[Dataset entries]
——————

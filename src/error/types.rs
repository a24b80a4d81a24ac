use thiserror::Error;

/// Unified result type for the gridboard crate.
pub type Result<T> = std::result::Result<T, BoardError>;

/// Errors surfaced by the grid engine and its collaborators.
///
/// Validation failures carry their offending ids as data so an editing UI can
/// display them without unwinding the edit session.
#[derive(Debug, Error)]
pub enum BoardError {
    #[error("page `{0}` not found")]
    PageNotFound(String),
    #[error("panel `{0}` not found")]
    PanelNotFound(String),
    #[error("unknown panel kind `{0}`")]
    UnknownPanelKind(String),
    #[error("cannot save page: panels not assigned to the grid: {}", .0.join(", "))]
    UnassignedPanels(Vec<String>),
    #[error("cannot save page: grid references missing panels: {}", .0.join(", "))]
    DanglingCells(Vec<String>),
    #[error("serialization error: {0}")]
    Serde(#[from] serde_json::Error),
    #[error(transparent)]
    Io(#[from] std::io::Error),
}
//! nice-axis: human-friendly axis ticks for charting surfaces.
//!
//! The crate turns a raw data range into a padded range, searches a family
//! of round "nice" intervals for the tick set closest to a target count, and
//! formats tick values into aligned labels. Everything is a pure function of
//! its inputs; plotting surfaces plug in through [`api::AxisSurface`].

pub mod api;
pub mod core;
pub mod error;
pub mod format;
pub mod telemetry;

pub use api::{Axis, AxisSurface, NiceTicksConfig, ValueAxisConfig, make_ticks_nicer};
pub use crate::core::{TickSelection, TickSelector, TickStrategy, select_ticks};
pub use error::{AxisError, AxisResult};
pub use format::{NumberDisplayMode, NumberFormat, format_values};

——————

In the records above, locate the line that contains "and its collaborators.". Repeat it and every line after it, exactly, and nothing else.

Exercise result
/// Errors surfaced by the grid engine and its collaborators.
///
/// Validation failures carry their offending ids as data so an editing UI can
/// display them without unwinding the edit session.
#[derive(Debug, Error)]
pub enum BoardError {
    #[error("page `{0}` not found")]
    PageNotFound(String),
    #[error("panel `{0}` not found")]
    PanelNotFound(String),
    #[error("unknown panel kind `{0}`")]
    UnknownPanelKind(String),
    #[error("cannot save page: panels not assigned to the grid: {}", .0.join(", "))]
    UnassignedPanels(Vec<String>),
    #[error("cannot save page: grid references missing panels: {}", .0.join(", "))]
    DanglingCells(Vec<String>),
    #[error("serialization error: {0}")]
    Serde(#[from] serde_json::Error),
    #[error(transparent)]
    Io(#[from] std::io::Error),
}
//! nice-axis: human-friendly axis ticks for charting surfaces.
//!
//! The crate turns a raw data range into a padded range, searches a family
//! of round "nice" intervals for the tick set closest to a target count, and
//! formats tick values into aligned labels. Everything is a pure function of
//! its inputs; plotting surfaces plug in through [`api::AxisSurface`].

pub mod api;
pub mod core;
pub mod error;
pub mod format;
pub mod telemetry;

pub use api::{Axis, AxisSurface, NiceTicksConfig, ValueAxisConfig, make_ticks_nicer};
pub use crate::core::{TickSelection, TickSelector, TickStrategy, select_ticks};
pub use error::{AxisError, AxisResult};
pub use format::{NumberDisplayMode, NumberFormat, format_values};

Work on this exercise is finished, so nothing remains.